| WHAT TO PRODUCE |
Scan the data below. Pull out each line where "from" occurs.

| Stored entries |

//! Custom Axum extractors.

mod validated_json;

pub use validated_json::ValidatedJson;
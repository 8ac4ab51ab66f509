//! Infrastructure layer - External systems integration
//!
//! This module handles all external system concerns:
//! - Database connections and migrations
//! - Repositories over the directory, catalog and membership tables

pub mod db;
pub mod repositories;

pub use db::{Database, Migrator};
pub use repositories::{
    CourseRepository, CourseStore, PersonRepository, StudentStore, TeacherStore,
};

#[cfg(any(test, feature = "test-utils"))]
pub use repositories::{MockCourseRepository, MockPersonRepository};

---

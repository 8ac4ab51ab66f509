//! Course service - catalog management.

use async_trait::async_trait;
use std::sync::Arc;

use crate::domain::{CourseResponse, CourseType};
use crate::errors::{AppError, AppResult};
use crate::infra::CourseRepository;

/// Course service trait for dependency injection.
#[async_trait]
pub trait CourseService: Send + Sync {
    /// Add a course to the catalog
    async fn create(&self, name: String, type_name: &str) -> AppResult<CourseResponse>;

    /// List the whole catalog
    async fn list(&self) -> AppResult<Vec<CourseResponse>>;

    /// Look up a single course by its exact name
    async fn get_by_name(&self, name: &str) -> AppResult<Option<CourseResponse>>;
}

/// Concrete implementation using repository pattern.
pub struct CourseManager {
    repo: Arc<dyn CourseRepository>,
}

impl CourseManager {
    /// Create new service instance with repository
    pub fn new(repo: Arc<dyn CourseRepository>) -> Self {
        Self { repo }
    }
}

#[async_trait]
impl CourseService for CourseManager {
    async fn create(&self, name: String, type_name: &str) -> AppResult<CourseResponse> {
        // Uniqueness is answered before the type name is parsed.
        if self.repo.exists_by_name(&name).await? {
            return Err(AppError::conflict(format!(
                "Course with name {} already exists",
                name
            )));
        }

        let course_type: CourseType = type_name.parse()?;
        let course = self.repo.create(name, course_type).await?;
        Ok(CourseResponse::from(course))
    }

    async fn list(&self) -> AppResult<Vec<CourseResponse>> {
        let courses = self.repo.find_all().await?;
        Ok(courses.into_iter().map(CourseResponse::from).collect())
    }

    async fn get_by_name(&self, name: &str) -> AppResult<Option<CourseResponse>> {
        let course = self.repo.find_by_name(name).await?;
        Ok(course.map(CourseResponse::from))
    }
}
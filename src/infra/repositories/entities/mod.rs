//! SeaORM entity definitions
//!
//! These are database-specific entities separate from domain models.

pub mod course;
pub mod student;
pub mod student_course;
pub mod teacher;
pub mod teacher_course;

| ANSWER |
        Ok(CourseResponse::from(course))
        Ok(courses.into_iter().map(CourseResponse::from).collect())
        Ok(course.map(CourseResponse::from))
//! These are database-specific entities separate from domain models.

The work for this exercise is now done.